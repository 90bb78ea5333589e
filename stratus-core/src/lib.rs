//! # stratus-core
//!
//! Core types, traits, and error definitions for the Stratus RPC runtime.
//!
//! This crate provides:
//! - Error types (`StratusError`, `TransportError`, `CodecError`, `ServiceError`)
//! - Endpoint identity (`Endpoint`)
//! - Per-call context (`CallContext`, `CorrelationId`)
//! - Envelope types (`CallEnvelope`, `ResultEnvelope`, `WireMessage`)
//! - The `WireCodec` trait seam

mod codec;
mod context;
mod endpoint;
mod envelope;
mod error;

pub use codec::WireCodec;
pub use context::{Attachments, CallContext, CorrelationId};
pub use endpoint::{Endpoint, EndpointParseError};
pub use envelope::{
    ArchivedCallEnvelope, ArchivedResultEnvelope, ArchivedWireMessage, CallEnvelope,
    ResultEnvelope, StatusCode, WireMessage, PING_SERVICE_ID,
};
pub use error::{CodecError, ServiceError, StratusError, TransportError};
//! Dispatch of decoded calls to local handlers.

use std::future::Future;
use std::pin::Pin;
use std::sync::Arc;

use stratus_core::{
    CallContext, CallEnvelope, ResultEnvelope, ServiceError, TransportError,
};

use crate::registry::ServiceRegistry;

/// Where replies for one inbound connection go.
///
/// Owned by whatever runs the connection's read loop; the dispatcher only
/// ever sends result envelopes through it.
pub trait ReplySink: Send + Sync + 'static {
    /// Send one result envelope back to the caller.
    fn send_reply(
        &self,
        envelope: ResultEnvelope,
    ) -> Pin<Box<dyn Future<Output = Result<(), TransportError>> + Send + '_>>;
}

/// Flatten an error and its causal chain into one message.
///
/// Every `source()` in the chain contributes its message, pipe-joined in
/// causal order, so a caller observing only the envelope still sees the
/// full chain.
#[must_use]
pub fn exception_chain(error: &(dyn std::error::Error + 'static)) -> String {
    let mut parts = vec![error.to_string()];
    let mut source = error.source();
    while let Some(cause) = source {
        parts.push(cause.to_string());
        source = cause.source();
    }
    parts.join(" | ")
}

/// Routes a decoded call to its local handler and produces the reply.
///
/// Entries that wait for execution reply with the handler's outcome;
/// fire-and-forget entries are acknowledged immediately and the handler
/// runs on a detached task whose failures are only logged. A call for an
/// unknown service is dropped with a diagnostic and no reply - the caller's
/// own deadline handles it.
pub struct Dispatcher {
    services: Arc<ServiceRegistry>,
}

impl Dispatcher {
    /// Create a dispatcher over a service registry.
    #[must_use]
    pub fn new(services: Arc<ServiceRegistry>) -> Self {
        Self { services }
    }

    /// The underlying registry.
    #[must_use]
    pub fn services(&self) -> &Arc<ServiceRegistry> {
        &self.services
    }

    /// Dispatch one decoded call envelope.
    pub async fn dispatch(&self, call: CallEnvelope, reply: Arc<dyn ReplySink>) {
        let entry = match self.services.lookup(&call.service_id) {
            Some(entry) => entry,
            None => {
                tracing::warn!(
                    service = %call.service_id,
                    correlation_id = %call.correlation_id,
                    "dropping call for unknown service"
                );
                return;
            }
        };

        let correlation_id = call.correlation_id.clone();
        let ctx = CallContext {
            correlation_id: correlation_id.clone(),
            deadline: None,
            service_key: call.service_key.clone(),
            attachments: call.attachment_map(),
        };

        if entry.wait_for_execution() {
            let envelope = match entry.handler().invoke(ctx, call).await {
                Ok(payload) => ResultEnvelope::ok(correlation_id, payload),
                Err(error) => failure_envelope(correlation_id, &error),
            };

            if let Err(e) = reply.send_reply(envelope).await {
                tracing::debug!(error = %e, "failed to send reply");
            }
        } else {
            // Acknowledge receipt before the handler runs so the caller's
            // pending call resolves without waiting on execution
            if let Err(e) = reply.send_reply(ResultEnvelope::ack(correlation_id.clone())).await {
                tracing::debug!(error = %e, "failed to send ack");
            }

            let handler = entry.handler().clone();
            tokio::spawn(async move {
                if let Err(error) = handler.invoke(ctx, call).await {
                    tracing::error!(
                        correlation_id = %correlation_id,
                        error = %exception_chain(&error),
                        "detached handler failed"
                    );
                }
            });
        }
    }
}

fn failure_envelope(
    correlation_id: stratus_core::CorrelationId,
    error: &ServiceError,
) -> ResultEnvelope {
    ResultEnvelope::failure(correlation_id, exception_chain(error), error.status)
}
* * *
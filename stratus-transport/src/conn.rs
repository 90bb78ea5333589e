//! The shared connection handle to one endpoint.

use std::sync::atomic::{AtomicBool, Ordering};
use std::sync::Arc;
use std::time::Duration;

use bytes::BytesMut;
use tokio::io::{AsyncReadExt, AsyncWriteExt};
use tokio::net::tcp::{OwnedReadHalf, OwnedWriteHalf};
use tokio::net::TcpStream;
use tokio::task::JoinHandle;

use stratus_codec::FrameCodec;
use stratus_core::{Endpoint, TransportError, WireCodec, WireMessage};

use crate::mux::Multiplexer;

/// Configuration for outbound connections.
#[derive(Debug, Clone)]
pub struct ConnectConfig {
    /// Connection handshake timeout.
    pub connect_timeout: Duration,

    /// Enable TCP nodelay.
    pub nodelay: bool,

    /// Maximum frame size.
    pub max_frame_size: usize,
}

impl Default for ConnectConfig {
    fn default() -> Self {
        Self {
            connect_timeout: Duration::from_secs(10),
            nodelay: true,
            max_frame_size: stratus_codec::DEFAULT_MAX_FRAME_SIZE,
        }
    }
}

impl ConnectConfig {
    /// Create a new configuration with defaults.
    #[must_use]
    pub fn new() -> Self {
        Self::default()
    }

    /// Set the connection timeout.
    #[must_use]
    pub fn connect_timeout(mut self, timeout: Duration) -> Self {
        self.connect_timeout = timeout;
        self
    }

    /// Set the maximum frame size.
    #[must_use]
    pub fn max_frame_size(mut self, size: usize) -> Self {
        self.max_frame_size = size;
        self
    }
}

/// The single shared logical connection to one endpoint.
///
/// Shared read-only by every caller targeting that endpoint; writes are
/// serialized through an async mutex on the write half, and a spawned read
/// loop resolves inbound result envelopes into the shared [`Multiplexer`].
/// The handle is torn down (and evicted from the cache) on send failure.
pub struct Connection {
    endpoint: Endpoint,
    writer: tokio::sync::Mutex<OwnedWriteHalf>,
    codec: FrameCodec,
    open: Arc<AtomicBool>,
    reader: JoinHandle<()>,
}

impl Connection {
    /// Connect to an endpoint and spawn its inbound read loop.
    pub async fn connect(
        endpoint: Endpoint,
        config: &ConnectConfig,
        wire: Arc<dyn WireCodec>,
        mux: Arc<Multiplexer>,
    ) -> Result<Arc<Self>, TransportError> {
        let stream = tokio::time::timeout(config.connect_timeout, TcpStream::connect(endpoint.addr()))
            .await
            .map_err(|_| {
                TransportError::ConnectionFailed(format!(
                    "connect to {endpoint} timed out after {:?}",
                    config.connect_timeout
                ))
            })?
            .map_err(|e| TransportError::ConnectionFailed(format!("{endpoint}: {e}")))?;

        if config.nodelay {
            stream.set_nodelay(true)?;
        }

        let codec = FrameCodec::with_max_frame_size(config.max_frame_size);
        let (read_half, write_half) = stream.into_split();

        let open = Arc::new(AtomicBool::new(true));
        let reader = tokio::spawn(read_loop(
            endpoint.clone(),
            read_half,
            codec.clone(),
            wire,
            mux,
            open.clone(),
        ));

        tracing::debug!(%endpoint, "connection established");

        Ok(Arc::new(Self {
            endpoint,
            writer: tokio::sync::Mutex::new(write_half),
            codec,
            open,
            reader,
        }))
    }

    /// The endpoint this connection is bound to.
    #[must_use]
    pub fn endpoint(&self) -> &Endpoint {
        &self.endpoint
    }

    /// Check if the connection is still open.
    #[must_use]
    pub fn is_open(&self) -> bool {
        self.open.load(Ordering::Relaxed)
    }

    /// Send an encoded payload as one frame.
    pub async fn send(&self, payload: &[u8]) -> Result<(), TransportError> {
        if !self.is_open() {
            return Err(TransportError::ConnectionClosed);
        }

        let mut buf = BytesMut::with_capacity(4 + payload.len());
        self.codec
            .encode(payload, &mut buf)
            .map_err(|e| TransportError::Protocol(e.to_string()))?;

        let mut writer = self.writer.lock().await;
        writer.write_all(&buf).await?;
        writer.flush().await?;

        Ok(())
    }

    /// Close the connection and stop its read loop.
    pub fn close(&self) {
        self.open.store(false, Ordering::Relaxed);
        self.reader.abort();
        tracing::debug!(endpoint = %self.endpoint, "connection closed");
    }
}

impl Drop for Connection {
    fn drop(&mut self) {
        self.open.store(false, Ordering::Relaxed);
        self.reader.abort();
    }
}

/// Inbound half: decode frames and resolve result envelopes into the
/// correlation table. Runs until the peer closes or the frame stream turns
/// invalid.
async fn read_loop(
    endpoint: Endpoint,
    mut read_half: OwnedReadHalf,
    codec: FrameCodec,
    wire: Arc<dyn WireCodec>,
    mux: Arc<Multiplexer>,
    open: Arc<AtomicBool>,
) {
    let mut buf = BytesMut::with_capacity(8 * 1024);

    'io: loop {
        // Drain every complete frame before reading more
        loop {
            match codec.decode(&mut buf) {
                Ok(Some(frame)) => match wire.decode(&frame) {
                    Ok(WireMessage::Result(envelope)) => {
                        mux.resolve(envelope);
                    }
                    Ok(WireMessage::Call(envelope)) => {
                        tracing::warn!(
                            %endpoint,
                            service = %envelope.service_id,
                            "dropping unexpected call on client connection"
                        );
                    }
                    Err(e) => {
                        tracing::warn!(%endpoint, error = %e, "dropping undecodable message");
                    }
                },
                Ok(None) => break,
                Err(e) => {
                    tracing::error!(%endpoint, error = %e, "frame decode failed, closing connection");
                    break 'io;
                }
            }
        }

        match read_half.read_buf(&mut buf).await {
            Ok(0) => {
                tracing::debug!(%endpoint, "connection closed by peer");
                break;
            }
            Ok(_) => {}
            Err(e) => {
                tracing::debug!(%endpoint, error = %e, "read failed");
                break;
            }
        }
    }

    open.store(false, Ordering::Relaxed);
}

**Goal of the exercise:**
Across the whole listing above, report each line that includes "Future".

**Answer below:**
use std::future::Future;
    ) -> Pin<Box<dyn Future<Output = Result<(), TransportError>> + Send + '_>>;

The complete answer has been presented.